Cycle #2: Researching and Writing about Process
In the coming weeks, we will read research studies written by real scholars who are inquiring and theorizing about the research processes of real writers. We will read studies examining how writers interpret rhetorical situations, how writers revise, and how they feel about their own unique writing processes. Though their research is very different (as are the products that communicate their findings), these scholars all seek to learn about the writing process with one aim: to help students improve their writing. Related to this aim is also an investigation into that esoteric question “What is good writing?” Our writing assignment for this cycle asks us to join in the conversations initiated by these scholars and to contribute to the body of research investigating these disciplinary issues and questions.
For this assignment, you will conduct a study similar to those conducted by Kleine (from our last cycle), Perl, and Berkenkotter in which you investigate some narrowed aspect of the writing process. While it would be useful to update the studies conducted by these published scholars, do not feel limited by their approaches to these topics. There is still much to be investigated concerning the writing process and habits of students and/or published writers, including the physical environments in which they write, how they might write differently for two different purposes (say an academic essay and a short story), perhaps even the extent to which they read comments (by peers, teachers, and/or editors) and apply suggestions offered on drafts.
To help define and limit the scope of your project, you should begin with a research question. As an example, consider Kleine’s article for which he asks, “ How do research processes of faculty and students differ?” You’ll then need to decide how you will gather data. Whom will you use as subjects? Will you conduct surveys and interviews? Will you conduct observations? Will you use a “think aloud” protocol? Once you decide on a method, you’ll need to collect the data, study it, and draw conclusions about it.
Ultimately, you’ll write a paper in which you report your conclusions. In crafting the paper, you can structure it as a research report in which you use section heading that define your methodology, present your data, and offer conclusions about it, or you can write a more traditional essay-style inquiry paper with an introduction (containing your research question), a body, and a conclusion.
In reporting your data, you may find it helpful to include charts, graphs, etc. While I am not requiring the use of such visual organizers, keep in mind your reader may find them beneficial in understanding how you reach the conclusions you do.
You will, of course, conduct field research. Minimally, your study should be based on at least three subjects whether you are conducting interviews or observations/think aloud protocol. Surveys should be administered to at least 25 people.

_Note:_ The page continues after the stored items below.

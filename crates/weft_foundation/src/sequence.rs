//! Immutable entity sequences with structural sharing.
//!
//! A thin wrapper around the `im` crate's persistent vector. Sequences are
//! never mutated in place: every operation returns a new sequence sharing
//! structure with the original.

use std::fmt;
use std::hash::{Hash, Hasher};
use std::iter::FromIterator;

use crate::entity::Entity;

/// An ordered, immutable sequence of entities.
///
/// Cloning is O(1). Insertion order is semantically significant for every
/// algorithm except the canonicalized (setified) ones.
#[derive(Clone, Default)]
#[cfg_attr(feature = "serde", derive(serde::Serialize, serde::Deserialize))]
pub struct Seq(im::Vector<Entity>);

impl Seq {
    /// Creates an empty sequence.
    #[must_use]
    pub fn new() -> Self {
        Self(im::Vector::new())
    }

    /// Creates a one-element sequence.
    #[must_use]
    pub fn unit(entity: Entity) -> Self {
        Self(im::Vector::unit(entity))
    }

    /// Returns the number of elements.
    #[must_use]
    pub fn len(&self) -> usize {
        self.0.len()
    }

    /// Returns true if the sequence is empty.
    #[must_use]
    pub fn is_empty(&self) -> bool {
        self.0.is_empty()
    }

    /// Gets an element by index.
    #[must_use]
    pub fn get(&self, index: usize) -> Option<&Entity> {
        self.0.get(index)
    }

    /// Returns the first element.
    #[must_use]
    pub fn first(&self) -> Option<&Entity> {
        self.0.front()
    }

    /// Returns the last element.
    #[must_use]
    pub fn last(&self) -> Option<&Entity> {
        self.0.back()
    }

    /// Returns a new sequence with the entity appended.
    #[must_use]
    pub fn push_back(&self, entity: Entity) -> Self {
        let mut new = self.0.clone();
        new.push_back(entity);
        Self(new)
    }

    /// Returns the concatenation of this sequence and another.
    #[must_use]
    pub fn concat(&self, other: &Self) -> Self {
        let mut new = self.0.clone();
        new.append(other.0.clone());
        Self(new)
    }

    /// Splits at `index`, returning the prefix `[0, index)` and the suffix
    /// `[index, len)`.
    #[must_use]
    pub fn split_at(&self, index: usize) -> (Self, Self) {
        let (left, right) = self.0.clone().split_at(index);
        (Self(left), Self(right))
    }

    /// Returns the suffix starting at `index` (empty if past the end).
    #[must_use]
    pub fn skip(&self, index: usize) -> Self {
        if index >= self.len() {
            return Self::new();
        }
        Self(self.0.clone().split_at(index).1)
    }

    /// Returns the prefix of at most `count` elements.
    #[must_use]
    pub fn take(&self, count: usize) -> Self {
        if count >= self.len() {
            return self.clone();
        }
        Self(self.0.clone().split_at(count).0)
    }

    /// Returns an iterator over the elements.
    pub fn iter(&self) -> im::vector::Iter<'_, Entity> {
        self.0.iter()
    }
}

impl fmt::Debug for Seq {
    fn fmt(&self, f: &mut fmt::Formatter<'_>) -> fmt::Result {
        f.debug_list().entries(self.iter()).finish()
    }
}

impl PartialEq for Seq {
    fn eq(&self, other: &Self) -> bool {
        self.0 == other.0
    }
}

impl Eq for Seq {}

impl Hash for Seq {
    fn hash<H: Hasher>(&self, state: &mut H) {
        for item in self.iter() {
            item.hash(state);
        }
    }
}

impl FromIterator<Entity> for Seq {
    fn from_iter<I: IntoIterator<Item = Entity>>(iter: I) -> Self {
        Self(im::Vector::from_iter(iter))
    }
}

impl IntoIterator for Seq {
    type Item = Entity;
    type IntoIter = im::vector::ConsumingIter<Entity>;

    fn into_iter(self) -> Self::IntoIter {
        self.0.into_iter()
    }
}

impl<'a> IntoIterator for &'a Seq {
    type Item = &'a Entity;
    type IntoIter = im::vector::Iter<'a, Entity>;

    fn into_iter(self) -> Self::IntoIter {
        self.0.iter()
    }
}
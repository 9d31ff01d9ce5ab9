//! Weft - a purely functional algebra over heterogeneous, immutable
//! sequences of polymorphic entities.
//!
//! This crate re-exports all layers of the Weft system for convenient
//! access. For detailed documentation, see the individual layer crates.
//!
//! # Architecture
//!
//! ```text
//! Layer 2: weft_algebra     — transform, search, ordering, multiset, restructuring
//! Layer 1: weft_combinator  — uniform calling convention, higher-order builders
//! Layer 0: weft_foundation  — entities, canonical encoding, sequences, errors
//! ```

pub use weft_algebra as algebra;
pub use weft_combinator as combinator;
pub use weft_foundation as foundation;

In addition, your paper will need to set up the rhetorical context for your investigation by discussing where it “fits” into the body of research available on writing process. This means you may have to do a bit of secondary research (to include those texts in our book) to find out if similar studies have already been conducted and, if so, how your research corresponds/differs. If you cannot find similar studies, then you’ll have a lot to say about why studies such as your own are necessary.